Metabolism of apolipoprotein B in members of a family with accelerated atherosclerosis: influence of apolipoprotein E-3/E-2 pattern.

Familial combined hyperlipidemia (FCHL) appears to be the most common, simply inherited hyperlipidemia strongly associated with coronary heart disease. In the family examined in this study, two of the siblings who met diagnostic criteria for FCHL had extensive clinical atherosclerosis before age 30, unusually premature for this form of hyperlipidemia. Lipoproteins and low-density lipoprotein (LDL) apolipoprotein (apo) B metabolism were characterized in these siblings in an attempt to gain insight into the cause of the rapid atherosclerosis in the two siblings so affected.

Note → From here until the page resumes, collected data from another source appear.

//! Commands inside running pods.

use async_trait::async_trait;
use k8s_openapi::api::core::v1::Pod;
use kube::api::{Api, AttachParams};
use kube::Client;
use tokio::io::AsyncReadExt;
use tracing::debug;

use super::KubeError;

/// Runs commands in pods.
#[async_trait]
pub trait PodExec: Send + Sync {
    /// Run `command` in `namespace/pod` and return stdout.
    ///
    /// Arguments may carry secrets; implementations must not log them.
    async fn exec(
        &self,
        namespace: &str,
        pod: &str,
        container: Option<&str>,
        command: &[String],
    ) -> Result<String, KubeError>;
}

/// [`PodExec`] over the Kubernetes exec subresource.
#[derive(Clone)]
pub struct KubePodExec {
    client: Client,
}

impl KubePodExec {
    #[must_use]
    pub fn new(client: Client) -> Self {
        Self { client }
    }
}

#[async_trait]
impl PodExec for KubePodExec {
    async fn exec(
        &self,
        namespace: &str,
        pod: &str,
        container: Option<&str>,
        command: &[String],
    ) -> Result<String, KubeError> {
        let api: Api<Pod> = Api::namespaced(self.client.clone(), namespace);
        let mut params = AttachParams::default().stdout(true).stderr(true);
        if let Some(container) = container {
            params = params.container(container);
        }

        debug!(
            namespace = %namespace,
            pod = %pod,
            program = %command.first().map_or("", String::as_str),
            "Executing in pod"
        );
        let mut attached = api.exec(pod, command.iter().map(String::as_str), &params).await?;

        let mut stdout = String::new();
        let mut stderr = String::new();
        let out_reader = attached.stdout();
        let err_reader = attached.stderr();
        let read_out = async {
            if let Some(mut r) = out_reader {
                r.read_to_string(&mut stdout).await?;
            }
            Ok::<_, std::io::Error>(())
        };
        let read_err = async {
            if let Some(mut r) = err_reader {
                r.read_to_string(&mut stderr).await?;
            }
            Ok::<_, std::io::Error>(())
        };
        let (out_res, err_res) = tokio::join!(read_out, read_err);
        out_res?;
        err_res?;

        let status = match attached.take_status() {
            Some(status) => status.await,
            None => None,
        };
        attached.join().await.map_err(|e| KubeError::Exec {
            namespace: namespace.to_string(),
            pod: pod.to_string(),
            message: e.to_string(),
        })?;

        match status {
            Some(s) if s.status.as_deref() != Some("Success") => Err(KubeError::Exec {
                namespace: namespace.to_string(),
                pod: pod.to_string(),
                message: s
                    .message
                    .filter(|m| !m.is_empty())
                    .unwrap_or_else(|| stderr.trim().to_string()),
            }),
            _ => Ok(stdout),
        }
    }
}
//! Cloud provider integrations for kubefirst installations.
//!
//! This crate provides the thin cloud surface the installer needs:
//!
//! - **AWS** - via the `aws` CLI (STS, Route53, S3, tagging API)
//! - **DigitalOcean** - REST API plus Spaces
//! - **Vultr** - REST API plus Object Storage
//! - **k3d** - local clusters, no cloud side effects
//!
//! ## Surface
//!
//! Every provider answers the same questions: who am I, which zone serves
//! this domain, write/remove a TXT record, create/remove a bucket, which load
//! balancers does this cluster still own, and what does Terraform need in its
//! environment.

pub mod providers;

pub use providers::{
    aws, digitalocean, k3d, vultr, AwsCli, CloudIdentity, CloudKind, CloudProvider,
    CloudProviderError, HostedZone, TxtRecord, DEFAULT_LOAD_BALANCER_GRACE_SECS,
};

/// Build the provider for `kind` from its conventional environment variables.
///
/// # Errors
/// Returns [`CloudProviderError::Config`] when required credentials are missing.
pub fn provider_from_env(
    kind: CloudKind,
    region: &str,
) -> Result<Box<dyn CloudProvider>, CloudProviderError> {
    Ok(match kind {
        CloudKind::Aws => Box::new(providers::Aws::from_env(region)),
        CloudKind::DigitalOcean => Box::new(providers::DigitalOcean::from_env(region)?),
        CloudKind::Vultr => Box::new(providers::Vultr::from_env(region)?),
        CloudKind::K3d => Box::new(providers::K3d::new()),
    })
}
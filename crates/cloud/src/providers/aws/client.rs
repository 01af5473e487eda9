//! AWS provider backed by the `aws` CLI.

use std::collections::BTreeMap;

use async_trait::async_trait;
use tracing::{debug, info};

use super::models::{
    CallerIdentity, Change, ChangeBatch, GetResourcesResponse, ListHostedZonesResponse,
    ResourceRecord, ResourceRecordSet,
};
use crate::providers::awscli::AwsCli;
use crate::providers::traits::{
    CloudIdentity, CloudKind, CloudProvider, CloudProviderError, HostedZone, TxtRecord,
};

/// AWS cloud provider.
#[derive(Clone, Debug)]
pub struct Aws {
    cli: AwsCli,
    profile: Option<String>,
}

impl Aws {
    /// Create a new AWS provider.
    ///
    /// # Arguments
    /// * `profile` - named profile from `~/.aws/config`, or the default chain
    /// * `region` - AWS region (e.g., "us-east-1")
    pub fn new(profile: Option<String>, region: impl Into<String>) -> Self {
        Self {
            cli: AwsCli::new(profile.clone(), region),
            profile,
        }
    }

    /// Build from `AWS_PROFILE` and `AWS_REGION`, falling back to `region`.
    #[must_use]
    pub fn from_env(region: &str) -> Self {
        let profile = std::env::var("AWS_PROFILE").ok().filter(|p| !p.is_empty());
        let region = std::env::var("AWS_REGION")
            .ok()
            .filter(|r| !r.is_empty())
            .unwrap_or_else(|| region.to_string());
        Self::new(profile, region)
    }

    async fn change_txt(
        &self,
        action: &str,
        zone: &HostedZone,
        record: &TxtRecord,
    ) -> Result<(), CloudProviderError> {
        let batch = ChangeBatch {
            changes: vec![Change {
                action: action.to_string(),
                resource_record_set: ResourceRecordSet {
                    name: record.name.clone(),
                    record_type: "TXT".to_string(),
                    ttl: record.ttl,
                    resource_records: vec![ResourceRecord {
                        value: format!("\"{}\"", record.value),
                    }],
                },
            }],
        };
        let batch = serde_json::to_string(&batch)?;
        self.cli
            .run(&[
                "route53",
                "change-resource-record-sets",
                "--hosted-zone-id",
                &zone.id,
                "--change-batch",
                &batch,
            ])
            .await
            .map(|_| ())
    }
}

/// Strip the `/hostedzone/` prefix Route53 puts on ids.
fn bare_zone_id(id: &str) -> &str {
    id.rsplit('/').next().unwrap_or(id)
}

#[async_trait]
impl CloudProvider for Aws {
    fn kind(&self) -> CloudKind {
        CloudKind::Aws
    }

    fn region(&self) -> &str {
        self.cli.region()
    }

    async fn identity(&self) -> Result<CloudIdentity, CloudProviderError> {
        let caller: CallerIdentity = self
            .cli
            .run_json(&["sts", "get-caller-identity"])
            .await
            .map_err(|e| match e {
                CloudProviderError::Cli { stderr, .. } => CloudProviderError::Auth(stderr),
                other => other,
            })?;
        debug!(account = %caller.account, "Resolved AWS caller identity");
        Ok(CloudIdentity {
            account_id: caller.account,
            principal: caller.arn,
        })
    }

    async fn hosted_zone(&self, domain: &str) -> Result<HostedZone, CloudProviderError> {
        let response: ListHostedZonesResponse = self
            .cli
            .run_json(&["route53", "list-hosted-zones-by-name", "--dns-name", domain])
            .await?;

        response
            .hosted_zones
            .into_iter()
            .find(|zone| zone.name.trim_end_matches('.') == domain)
            .map(|zone| HostedZone {
                id: bare_zone_id(&zone.id).to_string(),
                name: domain.to_string(),
            })
            .ok_or_else(|| CloudProviderError::HostedZoneNotFound(domain.to_string()))
    }

    async fn upsert_txt_record(
        &self,
        zone: &HostedZone,
        record: &TxtRecord,
    ) -> Result<(), CloudProviderError> {
        info!(record = %record.name, zone = %zone.id, "Upserting Route53 TXT record");
        self.change_txt("UPSERT", zone, record).await
    }

    async fn delete_txt_record(
        &self,
        zone: &HostedZone,
        record: &TxtRecord,
    ) -> Result<(), CloudProviderError> {
        match self.change_txt("DELETE", zone, record).await {
            Ok(()) => Ok(()),
            Err(CloudProviderError::Cli { stderr, .. }) if stderr.contains("not found") => {
                debug!(record = %record.name, "TXT record already absent");
                Ok(())
            }
            Err(e) => Err(e),
        }
    }

    async fn create_bucket(&self, name: &str) -> Result<(), CloudProviderError> {
        info!(bucket = %name, "Creating S3 bucket");
        self.cli.create_bucket(name).await?;
        self.cli.enable_versioning(name).await
    }

    async fn delete_bucket(&self, name: &str) -> Result<(), CloudProviderError> {
        info!(bucket = %name, "Deleting S3 bucket");
        self.cli.delete_bucket(name).await
    }

    async fn load_balancers(&self, cluster: &str) -> Result<Vec<String>, CloudProviderError> {
        let filter = format!("Key=kubernetes.io/cluster/{cluster},Values=owned");
        let response: GetResourcesResponse = self
            .cli
            .run_json(&[
                "resourcegroupstaggingapi",
                "get-resources",
                "--resource-type-filters",
                "elasticloadbalancing:loadbalancer",
                "--tag-filters",
                &filter,
            ])
            .await?;
        Ok(response
            .resource_tag_mapping_list
            .into_iter()
            .map(|r| r.resource_arn)
            .collect())
    }

    fn terraform_env(&self) -> BTreeMap<String, String> {
        let mut env = BTreeMap::new();
        env.insert("AWS_REGION".to_string(), self.cli.region().to_string());
        env.insert("TF_VAR_aws_region".to_string(), self.cli.region().to_string());
        if let Some(profile) = &self.profile {
            env.insert("AWS_PROFILE".to_string(), profile.clone());
        }
        env
    }
}

#[cfg(test)]
mod tests {
    use super::*;

    #[test]
    fn test_bare_zone_id() {
        assert_eq!(bare_zone_id("/hostedzone/Z123ABC"), "Z123ABC");
        assert_eq!(bare_zone_id("Z123ABC"), "Z123ABC");
    }

    #[test]
    fn test_terraform_env_carries_region_and_profile() {
        let aws = Aws::new(Some("k1".into()), "us-east-2");
        let env = aws.terraform_env();
        assert_eq!(env.get("AWS_REGION").map(String::as_str), Some("us-east-2"));
        assert_eq!(env.get("AWS_PROFILE").map(String::as_str), Some("k1"));
    }

    #[test]
    fn test_txt_change_batch_shape() {
        let batch = ChangeBatch {
            changes: vec![Change {
                action: "UPSERT".into(),
                resource_record_set: ResourceRecordSet {
                    name: "kubefirst-liveness.example.com".into(),
                    record_type: "TXT".into(),
                    ttl: 10,
                    resource_records: vec![ResourceRecord {
                        value: "\"domain record propagated\"".into(),
                    }],
                },
            }],
        };
        let json = serde_json::to_value(&batch).unwrap();
        let set = &json["Changes"][0]["ResourceRecordSet"];
        assert_eq!(set["Type"], "TXT");
        assert_eq!(set["TTL"], 10);
        assert_eq!(set["ResourceRecords"][0]["Value"], "\"domain record propagated\"");
    }
}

LDL apo B production rates were very high in all three siblings (25 to 30 mg/kg/d), consistent with FCHL. beta-Very-low-density lipoprotein-beta (beta-VLDL) was present in the plasma of both siblings with accelerated atherosclerosis. The isoapolipoprotein E pattern in both of these siblings was E-3/E-2. In the third sibling, who was free of premature clinical atherosclerosis and lacked plasma beta-VLDL, the pattern was E-3/E-3. Thus, the heterozygote apo E-3/E-2 pattern may be related to the accumulation of beta-VLDL in persons with a very high apo B production rate. The abnormal accumulation of beta-VLDL may be one of the possible explanations for the rapid, premature atherosclerosis in the two siblings with FCHL in this kindred. Both male members in this kindred also had low levels of high-density lipoproteins, and thus may have had an additional risk of developing atherosclerosis due to this lipoprotein abnormality as well.